To be perfectly honest, I think it's the connection - I feel it's the connection... Just waiting for them to get back to me!
Thanks for all your help!
You can try AnyDAC and it Array DML feature. It may speedup a standard SQL INSERT for few times.
Sorry that this reply comes long after you asked the question.
I had a similar problem. BDS2006 to MySQL via ODBC across the network - took 25 minutes to run - around 25 inserts per second. I was using a TDatabase connection and attached the TTable Tquery to it. Prepared the SQL statements.
The major improvement was when I started starting transactions within the loop. A simple example, Memebrships have Member Period. Start a transaction before the insert of the Membership and Members, Commit after. The number of memberships was 01585 and before transactions it took 279.90 seconds to process all the Membership records but after it took 6.71 seconds.
Almost too good to believe and am still working through fixing the code for the other slow bits.
Maybe Mark you have solved your problem but it may help someone else.
Are you using query parameters? The fastest way to insert should be using plain queries and parameters (i.e. INSERT INTO table (field) VALUES (:field) ), preparing the query and then assigning parameters and executing as many times as required within a single transaction - committing at the end (don't use any flavour of autocommit)
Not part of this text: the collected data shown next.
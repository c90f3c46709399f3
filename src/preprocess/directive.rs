//! Built-in preprocessor understanding conditionals, object-like macros and
//! `#include`.

use super::expr::evaluate;
use super::text::{identifiers, splice_continuations, strip_comments, substitute};
use super::{
    configuration_defines, Expansion, HeaderExpansion, Preprocessor, END_FILE_MARKER, FILE_MARKER,
};
use crate::errors::PreprocessError;
use std::collections::HashMap;
use std::fs;
use std::path::{Path, PathBuf};
use tracing::debug;

pub const DEFAULT_MAX_INCLUDE_DEPTH: usize = 32;

#[derive(Debug, Clone)]
pub struct DirectivePreprocessor {
    include_paths: Vec<PathBuf>,
    max_include_depth: usize,
}

impl Default for DirectivePreprocessor {
    fn default() -> Self {
        Self::new(Vec::new())
    }
}

/// One preprocessor directive line: `# name rest`.
struct Directive<'a> {
    name: &'a str,
    rest: &'a str,
}

fn parse_directive(line: &str) -> Option<Directive<'_>> {
    let body = line.trim_start().strip_prefix('#')?.trim_start();
    let end = body
        .find(|c: char| !c.is_ascii_alphanumeric() && c != '_')
        .unwrap_or(body.len());
    Some(Directive {
        name: &body[..end],
        rest: body[end..].trim(),
    })
}

fn first_word(text: &str) -> &str {
    text.split(|c: char| !c.is_ascii_alphanumeric() && c != '_')
        .next()
        .unwrap_or("")
}

#[derive(Debug, Clone, Copy)]
struct Conditional {
    /// Whether the enclosing region is active
    parent_active: bool,
    /// Whether some branch of this conditional has already been taken
    taken: bool,
    active: bool,
    line: usize,
}

/// Mutable state of one configuration's expansion.
struct ExpandState<'a> {
    configuration: &'a str,
    macros: HashMap<String, Option<String>>,
    output: String,
    headers: Vec<HeaderExpansion>,
    include_stack: Vec<PathBuf>,
}

impl DirectivePreprocessor {
    pub fn new(include_paths: Vec<PathBuf>) -> Self {
        Self {
            include_paths,
            max_include_depth: DEFAULT_MAX_INCLUDE_DEPTH,
        }
    }

    pub fn with_max_include_depth(mut self, depth: usize) -> Self {
        self.max_include_depth = depth;
        self
    }

    fn prepare(source: &str) -> String {
        splice_continuations(&strip_comments(source))
    }

    fn resolve_include(&self, including: &Path, spec: &str) -> Option<PathBuf> {
        let (name, quoted) = if let Some(inner) = spec.strip_prefix('"') {
            (inner.split('"').next()?, true)
        } else if let Some(inner) = spec.strip_prefix('<') {
            (inner.split('>').next()?, false)
        } else {
            return None;
        };
        let local = quoted
            .then(|| including.parent().map(|dir| dir.join(name)))
            .flatten();
        local
            .into_iter()
            .chain(self.include_paths.iter().map(|dir| dir.join(name)))
            .find(|candidate| candidate.is_file())
    }

    fn expand_file(
        &self,
        path: &Path,
        source: &str,
        state: &mut ExpandState<'_>,
    ) -> Result<(), PreprocessError> {
        let prepared = Self::prepare(source);
        let mut stack: Vec<Conditional> = Vec::new();

        for (idx, line) in prepared.lines().enumerate() {
            let line_no = idx + 1;
            let active = stack.last().map_or(true, |c| c.active);
            let Some(directive) = parse_directive(line) else {
                if active {
                    state.output.push_str(&substitute(line, &state.macros));
                }
                state.output.push('\n');
                continue;
            };

            match directive.name {
                "ifdef" | "ifndef" => {
                    let name = first_word(directive.rest);
                    if name.is_empty() {
                        return Err(PreprocessError::directive(
                            path,
                            line_no,
                            format!("#{} without a macro name", directive.name),
                        ));
                    }
                    let defined = state.macros.contains_key(name);
                    let holds = if directive.name == "ifdef" {
                        defined
                    } else {
                        !defined
                    };
                    stack.push(Conditional {
                        parent_active: active,
                        taken: active && holds,
                        active: active && holds,
                        line: line_no,
                    });
                }
                "if" => {
                    let holds = active && self.condition(path, line_no, directive.rest, state)?;
                    stack.push(Conditional {
                        parent_active: active,
                        taken: holds,
                        active: holds,
                        line: line_no,
                    });
                }
                "elif" | "else" => {
                    let Some(top) = stack.last().copied() else {
                        return Err(PreprocessError::directive(
                            path,
                            line_no,
                            format!("#{} without #if", directive.name),
                        ));
                    };
                    let eligible = top.parent_active && !top.taken;
                    let holds = if directive.name == "else" {
                        eligible
                    } else {
                        eligible && self.condition(path, line_no, directive.rest, state)?
                    };
                    if let Some(current) = stack.last_mut() {
                        current.active = holds;
                        current.taken |= holds;
                    }
                }
                "endif" => {
                    if stack.pop().is_none() {
                        return Err(PreprocessError::directive(
                            path,
                            line_no,
                            "#endif without #if",
                        ));
                    }
                }
                _ if !active => {}
                "define" => {
                    let name = first_word(directive.rest);
                    let after = &directive.rest[name.len()..];
                    let value = if after.starts_with('(') {
                        None
                    } else {
                        Some(after.trim().to_string())
                    };
                    state.macros.insert(name.to_string(), value);
                }
                "undef" => {
                    state.macros.remove(first_word(directive.rest));
                }
                "include" => {
                    self.include(path, line_no, directive.rest, state)?;
                    continue;
                }
                "error" => {
                    return Err(PreprocessError::unresolvable(
                        state.configuration,
                        format!("#error {}", directive.rest),
                    ));
                }
                // #pragma, #line, #warning and unknown directives
                _ => {}
            }
            state.output.push('\n');
        }

        match stack.last() {
            Some(open) => Err(PreprocessError::directive(
                path,
                open.line,
                "unterminated conditional directive",
            )),
            None => Ok(()),
        }
    }

    fn condition(
        &self,
        path: &Path,
        line: usize,
        expression: &str,
        state: &ExpandState<'_>,
    ) -> Result<bool, PreprocessError> {
        evaluate(expression, &state.macros)
            .map_err(|message| PreprocessError::directive(path, line, message))
    }

    /// Inline an included header between file markers. The closing marker
    /// takes the place of the `#include` line.
    fn include(
        &self,
        path: &Path,
        line: usize,
        spec: &str,
        state: &mut ExpandState<'_>,
    ) -> Result<(), PreprocessError> {
        let spec = substitute(spec, &state.macros);
        let Some(header) = self.resolve_include(path, spec.trim()) else {
            debug!(file = %path.display(), line, include = %spec, "Include not found");
            state.output.push('\n');
            return Ok(());
        };
        if state.include_stack.contains(&header) {
            debug!(header = %header.display(), "Skipping recursive include");
            state.output.push('\n');
            return Ok(());
        }
        if state.include_stack.len() >= self.max_include_depth {
            return Err(PreprocessError::IncludeDepth(header));
        }
        let content = fs::read_to_string(&header).map_err(|err| {
            PreprocessError::directive(path, line, format!("cannot read {}: {err}", header.display()))
        })?;

        state
            .output
            .push_str(&format!("{FILE_MARKER} \"{}\"\n", header.display()));
        let start = state.output.len();
        state.include_stack.push(header.clone());
        let result = self.expand_file(&header, &content, state);
        state.include_stack.pop();
        result?;
        let expanded_size = state.output.len() - start;
        state.output.push_str(END_FILE_MARKER);
        state.output.push('\n');
        state.headers.push(HeaderExpansion {
            identity: header,
            expanded_size,
        });
        Ok(())
    }
}

impl Preprocessor for DirectivePreprocessor {
    /// The default configuration followed by every distinct nested macro set
    /// guarding a conditional block, in order of first appearance.
    fn configurations(
        &self,
        path: &Path,
        source: &str,
    ) -> Result<Vec<String>, PreprocessError> {
        let prepared = Self::prepare(source);
        let lines: Vec<&str> = prepared.lines().collect();
        let mut configurations = vec![String::new()];
        let mut frames: Vec<Vec<String>> = Vec::new();
        let mut defined_here: Vec<String> = Vec::new();

        for (idx, line) in lines.iter().enumerate() {
            let Some(directive) = parse_directive(line) else {
                continue;
            };
            let names = match directive.name {
                "ifdef" => vec![first_word(directive.rest).to_string()],
                "ifndef" => {
                    let name = first_word(directive.rest);
                    if is_include_guard(&lines[idx + 1..], name) {
                        Vec::new()
                    } else {
                        vec![name.to_string()]
                    }
                }
                "if" | "elif" => identifiers(directive.rest)
                    .into_iter()
                    .filter(|id| *id != "defined")
                    .map(str::to_string)
                    .collect(),
                "else" => continue,
                "endif" => {
                    if frames.pop().is_none() {
                        return Err(PreprocessError::directive(
                            path,
                            idx + 1,
                            "#endif without #if",
                        ));
                    }
                    continue;
                }
                "define" => {
                    defined_here.push(first_word(directive.rest).to_string());
                    continue;
                }
                _ => continue,
            };
            let names: Vec<String> = names
                .into_iter()
                .filter(|n| !n.is_empty() && !defined_here.contains(n))
                .collect();

            if directive.name == "elif" {
                match frames.last_mut() {
                    Some(top) => *top = names,
                    None => {
                        return Err(PreprocessError::directive(
                            path,
                            idx + 1,
                            "#elif without #if",
                        ))
                    }
                }
            } else {
                frames.push(names);
            }

            let mut combined: Vec<&str> = Vec::new();
            for name in frames.iter().flatten() {
                if !combined.contains(&name.as_str()) {
                    combined.push(name);
                }
            }
            let configuration = combined.join(";");
            if !configuration.is_empty() && !configurations.contains(&configuration) {
                configurations.push(configuration);
            }
        }
        Ok(configurations)
    }

    fn expand(
        &self,
        path: &Path,
        source: &str,
        configuration: &str,
    ) -> Result<Expansion, PreprocessError> {
        let mut state = ExpandState {
            configuration,
            macros: configuration_defines(configuration)
                .into_iter()
                .map(|(name, value)| (name, Some(value)))
                .collect(),
            output: String::with_capacity(source.len()),
            headers: Vec::new(),
            include_stack: vec![path.to_path_buf()],
        };
        self.expand_file(path, source, &mut state)?;
        Ok(Expansion {
            text: state.output,
            headers: state.headers,
        })
    }
}

/// `#ifndef X` immediately followed by `#define X`.
fn is_include_guard(following: &[&str], name: &str) -> bool {
    following
        .iter()
        .find(|line| !line.trim().is_empty())
        .and_then(|line| parse_directive(line))
        .is_some_and(|next| next.name == "define" && first_word(next.rest) == name)
}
That in most databases avoids hard parses each time the query is executed, which requires time. Parameters allow the query to be parsed only once, and then re-executed many times as needed.
Use the server facilites to check what's going on - many offer a way to inspect what running statements are doing.
I'm not sure about ZeosLib, but using ADO with ODBC driver, you will not get the fastest way to insert the records, here few step that may make your insertion faster:
Use Mydac for direct access, they work without the slow ODBC > ADO > OLEDB > MySqlLib to connect to Mysql.
Open the connection at first before the insertion.
if you have large insertion such as 1000 or more, try use transaction and commit after 100 record or more depend on number of records.
Point 3 may makes your insertion faster even with ZeosLib or ADO.
You've got two separate things going on here. First, your Delphi program is creating Insert statements and sending them to the DB server, and then the server is handling them. You need to examine both ends to find the bottleneck. I'm not to familiar with MySql tools, but I bet you could find a SQL profiler for it easily enough. Use it to profile your inserts from the Delphi app, and compare it to running inserts from the Workbench tool and see if there's a significant difference.
If not, then the slowdown is in your app. Try hooking it up to Sampling Profiler or some other profiling tool that understands Delphi, and it'l show you where you're spending lots of time on. Once you know that, then you can work on attacking the problem, or maybe come back here to ask a more specific question. But until you know where the problem is coming from, any answers you get here are just gonna be educated guesses at best.